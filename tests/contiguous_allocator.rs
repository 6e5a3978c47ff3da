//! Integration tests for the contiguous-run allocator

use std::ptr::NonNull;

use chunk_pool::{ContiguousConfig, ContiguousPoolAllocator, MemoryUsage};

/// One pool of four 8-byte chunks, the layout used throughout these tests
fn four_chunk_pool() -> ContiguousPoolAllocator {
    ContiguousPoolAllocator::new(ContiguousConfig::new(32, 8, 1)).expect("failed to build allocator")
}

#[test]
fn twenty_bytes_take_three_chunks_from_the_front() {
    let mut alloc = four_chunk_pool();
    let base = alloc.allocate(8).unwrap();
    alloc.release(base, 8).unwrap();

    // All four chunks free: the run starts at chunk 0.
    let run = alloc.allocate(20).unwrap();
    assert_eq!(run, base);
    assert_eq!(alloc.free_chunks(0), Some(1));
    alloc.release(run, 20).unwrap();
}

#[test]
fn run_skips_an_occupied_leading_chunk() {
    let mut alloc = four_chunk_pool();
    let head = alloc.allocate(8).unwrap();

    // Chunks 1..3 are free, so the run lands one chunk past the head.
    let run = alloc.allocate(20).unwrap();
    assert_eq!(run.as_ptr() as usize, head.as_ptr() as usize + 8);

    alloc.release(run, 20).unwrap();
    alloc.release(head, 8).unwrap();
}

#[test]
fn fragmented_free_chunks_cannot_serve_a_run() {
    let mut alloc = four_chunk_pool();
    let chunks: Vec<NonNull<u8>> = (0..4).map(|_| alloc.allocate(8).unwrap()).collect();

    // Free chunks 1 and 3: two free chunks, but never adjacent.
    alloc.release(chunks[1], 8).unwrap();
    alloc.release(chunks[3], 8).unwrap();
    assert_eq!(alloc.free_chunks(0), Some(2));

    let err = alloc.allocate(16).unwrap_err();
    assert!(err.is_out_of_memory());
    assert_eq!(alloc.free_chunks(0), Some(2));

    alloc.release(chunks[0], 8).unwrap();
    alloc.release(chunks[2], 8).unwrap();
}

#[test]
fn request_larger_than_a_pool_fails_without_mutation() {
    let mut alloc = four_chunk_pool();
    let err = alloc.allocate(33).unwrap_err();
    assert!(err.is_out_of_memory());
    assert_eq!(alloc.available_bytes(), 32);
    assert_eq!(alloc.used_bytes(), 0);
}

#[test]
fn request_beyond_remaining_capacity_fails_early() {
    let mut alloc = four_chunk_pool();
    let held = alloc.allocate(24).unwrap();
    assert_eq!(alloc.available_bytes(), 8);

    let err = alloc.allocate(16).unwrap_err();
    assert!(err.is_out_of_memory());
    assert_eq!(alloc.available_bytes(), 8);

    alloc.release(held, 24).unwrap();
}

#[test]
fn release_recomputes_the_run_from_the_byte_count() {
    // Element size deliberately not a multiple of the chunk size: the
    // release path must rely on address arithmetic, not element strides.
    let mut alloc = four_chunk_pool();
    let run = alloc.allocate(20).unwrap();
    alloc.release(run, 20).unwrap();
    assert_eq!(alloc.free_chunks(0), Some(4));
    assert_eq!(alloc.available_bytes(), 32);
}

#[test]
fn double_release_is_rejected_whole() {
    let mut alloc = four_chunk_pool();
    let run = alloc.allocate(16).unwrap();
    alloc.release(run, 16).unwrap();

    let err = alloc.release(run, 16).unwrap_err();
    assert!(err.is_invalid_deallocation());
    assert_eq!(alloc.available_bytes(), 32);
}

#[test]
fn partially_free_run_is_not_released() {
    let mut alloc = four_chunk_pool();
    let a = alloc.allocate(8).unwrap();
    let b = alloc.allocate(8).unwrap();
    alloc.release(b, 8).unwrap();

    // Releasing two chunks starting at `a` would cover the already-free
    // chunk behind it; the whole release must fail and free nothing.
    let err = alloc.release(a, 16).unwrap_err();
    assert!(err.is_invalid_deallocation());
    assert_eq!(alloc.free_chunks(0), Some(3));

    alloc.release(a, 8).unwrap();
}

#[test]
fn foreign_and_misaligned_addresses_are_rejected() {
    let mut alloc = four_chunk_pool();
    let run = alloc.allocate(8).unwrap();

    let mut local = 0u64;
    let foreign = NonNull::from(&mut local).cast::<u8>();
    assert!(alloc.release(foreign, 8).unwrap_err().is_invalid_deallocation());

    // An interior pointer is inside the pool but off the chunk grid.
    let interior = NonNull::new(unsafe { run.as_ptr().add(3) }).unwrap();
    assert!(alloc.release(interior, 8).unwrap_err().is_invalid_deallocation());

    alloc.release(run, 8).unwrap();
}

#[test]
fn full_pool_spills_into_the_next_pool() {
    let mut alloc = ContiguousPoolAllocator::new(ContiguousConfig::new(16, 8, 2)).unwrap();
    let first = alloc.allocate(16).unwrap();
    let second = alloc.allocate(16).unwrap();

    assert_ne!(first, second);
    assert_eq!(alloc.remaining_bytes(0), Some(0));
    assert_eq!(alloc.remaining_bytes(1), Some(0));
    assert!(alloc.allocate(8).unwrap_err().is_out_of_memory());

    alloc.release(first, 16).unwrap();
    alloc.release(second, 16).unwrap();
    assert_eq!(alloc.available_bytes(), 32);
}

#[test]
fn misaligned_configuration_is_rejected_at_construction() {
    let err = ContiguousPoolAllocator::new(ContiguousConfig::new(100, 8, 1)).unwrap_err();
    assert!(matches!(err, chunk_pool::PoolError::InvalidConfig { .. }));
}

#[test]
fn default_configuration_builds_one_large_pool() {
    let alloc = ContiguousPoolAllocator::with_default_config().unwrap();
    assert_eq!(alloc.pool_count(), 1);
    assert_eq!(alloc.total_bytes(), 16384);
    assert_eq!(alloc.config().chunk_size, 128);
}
────
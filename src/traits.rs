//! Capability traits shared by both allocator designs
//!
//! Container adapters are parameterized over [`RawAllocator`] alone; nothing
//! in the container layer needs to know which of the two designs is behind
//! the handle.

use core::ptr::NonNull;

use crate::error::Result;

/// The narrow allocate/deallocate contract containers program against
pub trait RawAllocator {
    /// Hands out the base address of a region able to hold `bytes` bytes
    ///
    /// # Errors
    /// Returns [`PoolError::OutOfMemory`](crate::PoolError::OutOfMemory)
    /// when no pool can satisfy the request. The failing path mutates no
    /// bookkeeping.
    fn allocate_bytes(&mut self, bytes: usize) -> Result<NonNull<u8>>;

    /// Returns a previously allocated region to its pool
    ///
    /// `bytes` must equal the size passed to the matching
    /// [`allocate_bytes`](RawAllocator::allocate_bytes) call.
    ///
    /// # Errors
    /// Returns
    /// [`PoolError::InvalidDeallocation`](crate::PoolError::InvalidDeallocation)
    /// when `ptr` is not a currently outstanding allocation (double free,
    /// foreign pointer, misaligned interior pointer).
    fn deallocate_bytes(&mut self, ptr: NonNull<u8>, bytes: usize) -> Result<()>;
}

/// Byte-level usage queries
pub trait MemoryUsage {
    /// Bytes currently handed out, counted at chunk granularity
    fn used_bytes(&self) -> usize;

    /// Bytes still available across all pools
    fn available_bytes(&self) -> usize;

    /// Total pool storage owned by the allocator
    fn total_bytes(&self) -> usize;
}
────
From the listing above, collect every line that mentions the word "MemoryUsage".

**WRITTEN ANSWER**
use chunk_pool::{ContiguousConfig, ContiguousPoolAllocator, MemoryUsage};
pub trait MemoryUsage {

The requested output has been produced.